At Cathedral High School in Los Angeles, an all-boys school run by a Catholic congregation called the Christian Brothers, Joey faced challenges left and right. He and his gay best friend Terry were bullied by classmates and teachers alike; one teacher even failed Joey in a literature class, as punishment for being openly himself. Another teacher, however, believed in Joey, and advocated successfully for Joey to be admitted to Immaculate Heart College in Los Angeles–even though Joey never actually graduated from high school.
In the meantime, Joey also discovered his passion for Chicanx social justice advocacy. He got involved in the grape and lettuce boycotts led by Cesar Chavez, participated in the Chicano Moratorium, and braved tear gas from the police to protest the disproportionate numbers of Chicanx young men dying in Vietnam. Once in college, Joey began using his art to connect culture and advocacy, while simultaneously depicting the lived experiences of both queer and Chicanx people. Some queer people shunned him for his race, and some Chicanx artists didn’t like that he was queer. Joey paid them no mind, and eventually found a tight-knit group of queer Latinx artists and others who embraced his full spectrum of identities.

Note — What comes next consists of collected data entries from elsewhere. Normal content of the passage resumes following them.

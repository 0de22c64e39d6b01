//! Console output formatter for trials

use colored::{ColoredString, Colorize};
use jury_domain::core::string::truncate;
use jury_domain::{
    AgentResult, InteractionType, OutputFormat, Persona, SYSTEM_SPEAKER, Trial, TrialInteraction,
    TrialStatus, speaker_label,
};

/// Formats trials for console display
pub struct ConsoleFormatter;

impl ConsoleFormatter {
    /// Force colors off (or back to terminal detection) for all output
    pub fn set_color(enabled: bool) {
        if enabled {
            colored::control::unset_override();
        } else {
            colored::control::set_override(false);
        }
    }

    /// Render a trial in the requested format
    pub fn render(trial: &Trial, format: OutputFormat) -> String {
        match format {
            OutputFormat::Transcript => Self::format_transcript(trial),
            OutputFormat::Verdict => Self::format_verdict(trial),
            OutputFormat::Json => Self::format_json(trial),
        }
    }

    /// Full transcript grouped by round
    pub fn format_transcript(trial: &Trial) -> String {
        let mut output = String::new();

        output.push_str(&Self::header("Trial Transcript"));
        output.push('\n');

        output.push_str(&format!(
            "{} {}\n",
            "Question:".cyan().bold(),
            trial.original_question
        ));
        output.push_str(&format!(
            "{} {}\n",
            "Jury:".cyan().bold(),
            Self::jury_names(&trial.personas)
        ));
        output.push_str(&format!(
            "{} {}\n",
            "Status:".cyan().bold(),
            Self::status_label(trial.status)
        ));

        let mut round = 0;
        for interaction in &trial.interactions {
            if interaction.round_number != round {
                round = interaction.round_number;
                output.push_str(&Self::section_header(&format!("Round {}", round)));
            }
            output.push('\n');
            output.push_str(&Self::format_interaction(interaction, &trial.personas));
            output.push('\n');
        }

        output.push_str(&Self::footer());
        output
    }

    /// Verdict only (concise output)
    pub fn format_verdict(trial: &Trial) -> String {
        let mut output = String::new();

        output.push_str(&format!("{}\n\n", "=== The Jury's Verdict ===".cyan().bold()));
        output.push_str(&format!("{} {}\n\n", "Q:".bold(), trial.original_question));
        output.push_str(&format!(
            "{} {}\n\n",
            "Jury:".dimmed(),
            Self::jury_names(&trial.personas)
        ));

        match (&trial.verdict, trial.status) {
            (Some(verdict), _) => output.push_str(verdict),
            (None, TrialStatus::Failed) => {
                let reason = trial
                    .interactions
                    .iter()
                    .rev()
                    .find(|i| i.speaker == SYSTEM_SPEAKER)
                    .map(|i| i.content.as_str())
                    .unwrap_or("Trial failed");
                output.push_str(&reason.red().to_string());
            }
            (None, status) => output.push_str(&format!(
                "{} ({})",
                "No verdict yet".yellow(),
                status.display_name()
            )),
        }
        output.push('\n');

        output
    }

    /// Format as JSON
    pub fn format_json(trial: &Trial) -> String {
        serde_json::to_string_pretty(trial).unwrap_or_else(|_| "{}".to_string())
    }

    /// One interaction: a colored heading line followed by the content
    pub fn format_interaction(interaction: &TrialInteraction, personas: &[Persona]) -> String {
        let speaker = speaker_label(&interaction.speaker, personas);
        let heading = match (&interaction.interaction_type, &interaction.target_persona) {
            (InteractionType::FollowUpQuestion, Some(target)) => {
                format!("── {} -> {} ──", speaker, speaker_label(target, personas))
            }
            (InteractionType::Verdict, _) if interaction.speaker == SYSTEM_SPEAKER => {
                format!("── {} ──", speaker)
            }
            (InteractionType::Verdict, _) => "── Verdict ──".to_string(),
            _ => format!("── {} ──", speaker),
        };

        let heading = match interaction.interaction_type {
            InteractionType::Verdict if interaction.speaker == SYSTEM_SPEAKER => {
                heading.red().bold()
            }
            InteractionType::Verdict => heading.green().bold(),
            InteractionType::InitialQuestion | InteractionType::FollowUpQuestion => {
                heading.cyan().bold()
            }
            _ => heading.yellow().bold(),
        };

        format!("{}\n{}", heading, interaction.content)
    }

    /// Render the answers of a summoned jury
    pub fn render_summons(
        question: &str,
        results: &[AgentResult],
        personas: &[Persona],
        format: OutputFormat,
    ) -> String {
        match format {
            OutputFormat::Json => {
                serde_json::to_string_pretty(results).unwrap_or_else(|_| "[]".to_string())
            }
            OutputFormat::Transcript | OutputFormat::Verdict => {
                let mut output = String::new();
                output.push_str(&format!("{} {}\n", "Question:".cyan().bold(), question));
                for result in results {
                    output.push('\n');
                    output.push_str(&Self::format_agent_result(result, personas));
                    output.push('\n');
                }
                output
            }
        }
    }

    /// One persona's answer card
    pub fn format_agent_result(result: &AgentResult, personas: &[Persona]) -> String {
        let heading = format!("── {} ──", speaker_label(&result.persona_id, personas))
            .yellow()
            .bold();
        let body = match &result.error {
            _ if result.is_loading => "Thinking...".dimmed().to_string(),
            Some(error) => format!("Error: {}", error).red().to_string(),
            None => result.response.clone(),
        };
        format!("{}\n{}", heading, body)
    }

    /// One line per stored trial, newest first
    pub fn format_trial_list(trials: &[Trial]) -> String {
        if trials.is_empty() {
            return format!("{}\n", "No trials yet.".dimmed());
        }

        let mut output = String::new();
        for trial in trials {
            output.push_str(&format!(
                "{}  {}  {:<28}  {}\n",
                trial.id.dimmed(),
                trial.created_at.format("%Y-%m-%d %H:%M"),
                Self::status_label(trial.status),
                truncate(&trial.original_question, 60)
            ));
        }
        output
    }

    /// Configured personas with descriptions
    pub fn format_personas(personas: &[Persona]) -> String {
        let mut output = String::new();
        for persona in personas {
            output.push_str(&format!(
                "{} {}\n",
                persona.name.bold(),
                format!("({})", persona.id).dimmed()
            ));
            if !persona.description.is_empty() {
                output.push_str(&Self::indent(&persona.description, "  "));
                output.push('\n');
            }
        }
        output
    }

    fn status_label(status: TrialStatus) -> ColoredString {
        match status {
            TrialStatus::Completed => status.display_name().green(),
            TrialStatus::Failed => status.display_name().red(),
            _ => status.display_name().yellow(),
        }
    }

    fn jury_names(personas: &[Persona]) -> String {
        personas
            .iter()
            .map(|p| p.name.as_str())
            .collect::<Vec<_>>()
            .join(", ")
    }

    fn header(title: &str) -> String {
        let line = "=".repeat(60);
        format!("{}\n{:^60}\n{}", line.cyan(), title.bold(), line.cyan())
    }

    fn section_header(title: &str) -> String {
        format!("\n{}\n{}\n", title.cyan().bold(), "-".repeat(40))
    }

    fn footer() -> String {
        format!("\n{}\n", "=".repeat(60).cyan())
    }

    /// Indent a multi-line string
    pub fn indent(text: &str, prefix: &str) -> String {
        text.lines()
            .map(|line| format!("{}{}", prefix, line))
            .collect::<Vec<_>>()
            .join("\n")
    }
}
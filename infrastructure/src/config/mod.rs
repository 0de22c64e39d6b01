//! Configuration file loading for the-jury
//!
//! This module handles file I/O and merging of configuration from multiple sources.
//! The priority order (highest to lowest):
//!
//! 1. `JURY_*` environment variables (nested keys joined with `__`)
//! 2. `--config <path>` specified file
//! 3. Project root: `./jury.toml` or `./.jury.toml`
//! 4. XDG config: `$XDG_CONFIG_HOME/the-jury/config.toml`
//! 5. Default values

mod file_config;
mod loader;

pub use file_config::{
    ConfigValidationError, FileConfig, FileLoggingConfig, FileModelConfig, FileOutputConfig,
    FilePersonaConfig, FileRetryConfig, FileStorageConfig, FileTrialConfig,
};
pub use loader::ConfigLoader;
//! Output format value object

use serde::{Deserialize, Serialize};

/// How a finished trial is rendered
#[derive(Debug, Clone, Copy, PartialEq, Eq, Default, Serialize, Deserialize)]
#[serde(rename_all = "lowercase")]
pub enum OutputFormat {
    /// Every interaction, round by round (default)
    #[default]
    Transcript,
    /// Only the final verdict
    Verdict,
    /// The whole trial as JSON
    Json,
}
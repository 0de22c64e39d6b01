//! JSONL file writer for trial events.
//!
//! Each [`ConversationEvent`] is serialized as a single JSON line with a
//! `type` field and `timestamp`, appended to the file via a buffered writer.

use chrono::{SecondsFormat, Utc};
use jury_application::{ConversationEvent, ConversationLogger};
use serde_json::Value;
use std::fs::{File, OpenOptions};
use std::io::{BufWriter, Write};
use std::path::{Path, PathBuf};
use std::sync::Mutex;
use tracing::{debug, warn};

/// JSONL trial logger that appends one JSON object per line.
///
/// Thread-safe via `Mutex<BufWriter<File>>`. Each line is flushed as it is
/// written so a crashed run still leaves a readable transcript.
pub struct JsonlConversationLogger {
    writer: Mutex<BufWriter<File>>,
    path: PathBuf,
}

impl JsonlConversationLogger {
    /// Open (or create) the log at `path` in append mode.
    ///
    /// Parent directories are created as needed. Returns `None` if the file
    /// cannot be opened.
    pub fn new(path: impl AsRef<Path>) -> Option<Self> {
        let path = path.as_ref();

        if let Some(parent) = path.parent()
            && let Err(e) = std::fs::create_dir_all(parent)
        {
            warn!(
                "Could not create transcript directory {}: {}",
                parent.display(),
                e
            );
            return None;
        }

        let file = match OpenOptions::new().create(true).append(true).open(path) {
            Ok(f) => f,
            Err(e) => {
                warn!("Could not open transcript log {}: {}", path.display(), e);
                return None;
            }
        };

        debug!("Trial transcripts go to {}", path.display());
        Some(Self {
            writer: Mutex::new(BufWriter::new(file)),
            path: path.to_path_buf(),
        })
    }

    /// Open a log named after the current session start inside `dir`,
    /// e.g. `20261019-142501.jsonl`.
    pub fn in_dir(dir: impl AsRef<Path>) -> Option<Self> {
        let name = format!("{}.jsonl", Utc::now().format("%Y%m%d-%H%M%S"));
        Self::new(dir.as_ref().join(name))
    }

    /// Get the path to the log file.
    pub fn path(&self) -> &Path {
        &self.path
    }

    fn record(event: ConversationEvent) -> Value {
        let timestamp = Utc::now().to_rfc3339_opts(SecondsFormat::Millis, true);
        match event.payload {
            Value::Object(mut map) => {
                map.insert("type".to_string(), Value::String(event.event_type.to_string()));
                map.insert("timestamp".to_string(), Value::String(timestamp));
                Value::Object(map)
            }
            other => serde_json::json!({
                "type": event.event_type,
                "timestamp": timestamp,
                "data": other,
            }),
        }
    }
}

impl ConversationLogger for JsonlConversationLogger {
    fn log(&self, event: ConversationEvent) {
        let Ok(line) = serde_json::to_string(&Self::record(event)) else {
            return;
        };

        let mut writer = self.writer.lock().unwrap_or_else(|e| e.into_inner());
        if let Err(e) = writeln!(writer, "{}", line).and_then(|_| writer.flush()) {
            warn!("Failed to write transcript line: {}", e);
        }
    }
}

impl Drop for JsonlConversationLogger {
    fn drop(&mut self) {
        let mut writer = self.writer.lock().unwrap_or_else(|e| e.into_inner());
        let _ = writer.flush();
    }
}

During his career as an artist, Joey has served on the board of VIVA, the first gay and lesbian Latino art organization in Los Angeles. He helped host “chicks and salsa” dances to celebrate women, as well as art festivals aiming to speak to both white gay audiences and non-gay Latinx audiences. During the AIDS crisis, he seamlessly incorporated AIDS advocacy into his art and politics, contributing to exhibits such as “Art, AIDS, America” and “Queerly Tehauantin.” His work was also featured in “Axis Mundo: Queer Networks in Chicano L.A.” Today, he serves as the Global Director of Advocacy and Partnerships at AIDS Healthcare Foundation.